== Data for analysis

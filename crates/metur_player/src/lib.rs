//! metur_player - 流式播放传输层
//!
//! 通过外部解码进程把任意压缩音频解码为 PCM，再由低延迟输出设备按需拉取。
//! 对外提供播放、暂停、停止、近似跳转、音量、循环以及基于挂钟的播放位置。

mod clock;
mod command;
mod config;
mod decoder;
mod engine;
mod error;
mod media;
mod output;
mod source;

#[cfg(test)]
pub(crate) mod test_support;

pub use clock::*;
pub use command::*;
pub use config::*;
pub use decoder::*;
pub use engine::*;
pub use error::*;
pub use media::*;
pub use output::*;
pub use source::*;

====

• _What you will do_
Take the line with "mod command;" and all lines after it through the end of the records, and write them out exactly; include nothing else.

• _Finished exercise_
mod command;
mod config;
mod decoder;
mod engine;
mod error;
mod media;
mod output;
mod source;

#[cfg(test)]
pub(crate) mod test_support;

pub use clock::*;
pub use command::*;
pub use config::*;
pub use decoder::*;
pub use engine::*;
pub use error::*;
pub use media::*;
pub use output::*;
pub use source::*;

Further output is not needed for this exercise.